_Task_
Your reply should reproduce each record precisely as written.

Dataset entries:
────────────────

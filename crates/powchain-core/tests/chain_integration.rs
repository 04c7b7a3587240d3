use powchain_core::{
    constants::GENESIS_PREVIOUS_HASH, pow::leading_zero_digits, Chain, ChainConfig, ChainError,
    Payload, ValidationError,
};
use rand::Rng;

fn chain_with_difficulty(difficulty: u32) -> Chain {
    Chain::new(&ChainConfig::default().with_difficulty(difficulty)).expect("valid config")
}

#[test]
fn test_menu_scenario() -> anyhow::Result<()> {
    let mut chain = chain_with_difficulty(2);
    assert_eq!(chain.len(), 1);

    chain.add_block(vec!["a->b:10"])?;
    assert_eq!(chain.len(), 2);
    assert!(chain.is_chain_valid());

    chain.add_block(vec!["c->d:5"])?;
    assert_eq!(chain.len(), 3);
    assert!(chain.is_chain_valid());

    chain.tamper_block(1, "x->y:999")?;
    assert!(!chain.is_chain_valid());
    Ok(())
}

#[test]
fn test_random_payloads_keep_chain_valid() -> anyhow::Result<()> {
    let mut rng = rand::thread_rng();
    let difficulty = 2;
    let mut chain = chain_with_difficulty(difficulty);

    for _ in 0..10 {
        let items = rng.gen_range(0..5);
        let payload: Payload = (0..items)
            .map(|i| format!("user{i}->user{}:{}", i + 1, rng.gen_range(1..1000)))
            .collect();
        chain.add_block(payload)?;
    }

    assert_eq!(chain.len(), 11);
    assert!(chain.is_chain_valid());

    let blocks = chain.blocks();
    assert_eq!(blocks[0].previous_hash(), GENESIS_PREVIOUS_HASH);
    for (i, pair) in blocks.windows(2).enumerate() {
        assert_eq!(pair[1].index(), i as u64 + 1);
        assert_eq!(pair[1].previous_hash(), pair[0].hash());
        assert!(leading_zero_digits(pair[1].hash()) >= difficulty);
        assert!(pair[1].timestamp() >= pair[0].timestamp());
    }
    Ok(())
}

#[test]
fn test_every_tampered_index_is_reported() -> anyhow::Result<()> {
    let mut chain = chain_with_difficulty(1);
    for i in 0..5 {
        chain.add_block(format!("tx-{i}"))?;
    }

    for index in 1..chain.len() {
        let mut copy = chain.clone();
        copy.tamper_block(index, "forged")?;
        let err = copy.validate().expect_err("tampered chain must be invalid");
        assert_eq!(err.index(), index as u64);
        assert_eq!(
            err,
            ValidationError::Tampered {
                index: index as u64
            }
        );
    }
    assert!(chain.is_chain_valid());
    Ok(())
}

#[test]
fn test_tamper_guard_leaves_chain_unchanged() -> anyhow::Result<()> {
    let mut chain = chain_with_difficulty(1);
    chain.add_block("a")?;
    chain.add_block("b")?;
    let before = chain.display_blockchain();
    let len = chain.len();

    for index in [0, len, len + 10, usize::MAX] {
        assert_eq!(
            chain.tamper_block(index, "X"),
            Err(ChainError::InvalidBlockIndex { index, len })
        );
    }
    assert_eq!(chain.display_blockchain(), before);
    assert!(chain.is_chain_valid());
    Ok(())
}

#[test]
fn test_snapshot_json_shape() -> anyhow::Result<()> {
    let mut chain = chain_with_difficulty(1);
    chain.add_block(vec!["a->b:10", "c->d:5"])?;
    chain.tamper_block(1, "x->y:999")?;

    let json = serde_json::to_value(chain.display_blockchain())?;
    let blocks = json.as_array().expect("array of blocks");
    assert_eq!(blocks.len(), 2);
    assert_eq!(blocks[0]["transactions"], serde_json::json!(["Genesis Block"]));
    assert_eq!(blocks[0]["previousHash"], "0");
    assert!(blocks[0].get("tampered").is_none());
    assert_eq!(blocks[1]["transactions"], serde_json::json!(["x->y:999"]));
    assert_eq!(blocks[1]["tampered"], true);
    for key in ["index", "timestamp", "previousHash", "nonce", "hash"] {
        assert!(blocks[1].get(key).is_some(), "missing {key}");
    }
    Ok(())
}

────────────────

_Exercise output_
filename crates/powchain-core/tests/chain_integration.rs
repository 04c7b7a3587240d3
use powchain_core::{
    constants::GENESIS_PREVIOUS_HASH, pow::leading_zero_digits, Chain, ChainConfig, ChainError,
    Payload, ValidationError,
};
use rand::Rng;

fn chain_with_difficulty(difficulty: u32) -> Chain {
    Chain::new(&ChainConfig::default().with_difficulty(difficulty)).expect("valid config")
}

#[test]
fn test_menu_scenario() -> anyhow::Result<()> {
    let mut chain = chain_with_difficulty(2);
    assert_eq!(chain.len(), 1);

    chain.add_block(vec!["a->b:10"])?;
    assert_eq!(chain.len(), 2);
    assert!(chain.is_chain_valid());

    chain.add_block(vec!["c->d:5"])?;
    assert_eq!(chain.len(), 3);
    assert!(chain.is_chain_valid());

    chain.tamper_block(1, "x->y:999")?;
    assert!(!chain.is_chain_valid());
    Ok(())
}

#[test]
fn test_random_payloads_keep_chain_valid() -> anyhow::Result<()> {
    let mut rng = rand::thread_rng();
    let difficulty = 2;
    let mut chain = chain_with_difficulty(difficulty);

    for _ in 0..10 {
        let items = rng.gen_range(0..5);
        let payload: Payload = (0..items)
            .map(|i| format!("user{i}->user{}:{}", i + 1, rng.gen_range(1..1000)))
            .collect();
        chain.add_block(payload)?;
    }

    assert_eq!(chain.len(), 11);
    assert!(chain.is_chain_valid());

    let blocks = chain.blocks();
    assert_eq!(blocks[0].previous_hash(), GENESIS_PREVIOUS_HASH);
    for (i, pair) in blocks.windows(2).enumerate() {
        assert_eq!(pair[1].index(), i as u64 + 1);
        assert_eq!(pair[1].previous_hash(), pair[0].hash());
        assert!(leading_zero_digits(pair[1].hash()) >= difficulty);
        assert!(pair[1].timestamp() >= pair[0].timestamp());
    }
    Ok(())
}

#[test]
fn test_every_tampered_index_is_reported() -> anyhow::Result<()> {
    let mut chain = chain_with_difficulty(1);
    for i in 0..5 {
        chain.add_block(format!("tx-{i}"))?;
    }

    for index in 1..chain.len() {
        let mut copy = chain.clone();
        copy.tamper_block(index, "forged")?;
        let err = copy.validate().expect_err("tampered chain must be invalid");
        assert_eq!(err.index(), index as u64);
        assert_eq!(
            err,
            ValidationError::Tampered {
                index: index as u64
            }
        );
    }
    assert!(chain.is_chain_valid());
    Ok(())
}

#[test]
fn test_tamper_guard_leaves_chain_unchanged() -> anyhow::Result<()> {
    let mut chain = chain_with_difficulty(1);
    chain.add_block("a")?;
    chain.add_block("b")?;
    let before = chain.display_blockchain();
    let len = chain.len();

    for index in [0, len, len + 10, usize::MAX] {
        assert_eq!(
            chain.tamper_block(index, "X"),
            Err(ChainError::InvalidBlockIndex { index, len })
        );
    }
    assert_eq!(chain.display_blockchain(), before);
    assert!(chain.is_chain_valid());
    Ok(())
}

#[test]
fn test_snapshot_json_shape() -> anyhow::Result<()> {
    let mut chain = chain_with_difficulty(1);
    chain.add_block(vec!["a->b:10", "c->d:5"])?;
    chain.tamper_block(1, "x->y:999")?;

    let json = serde_json::to_value(chain.display_blockchain())?;
    let blocks = json.as_array().expect("array of blocks");
    assert_eq!(blocks.len(), 2);
    assert_eq!(blocks[0]["transactions"], serde_json::json!(["Genesis Block"]));
    assert_eq!(blocks[0]["previousHash"], "0");
    assert!(blocks[0].get("tampered").is_none());
    assert_eq!(blocks[1]["transactions"], serde_json::json!(["x->y:999"]));
    assert_eq!(blocks[1]["tampered"], true);
    for key in ["index", "timestamp", "previousHash", "nonce", "hash"] {
        assert!(blocks[1].get(key).is_some(), "missing {key}");
    }
    Ok(())
}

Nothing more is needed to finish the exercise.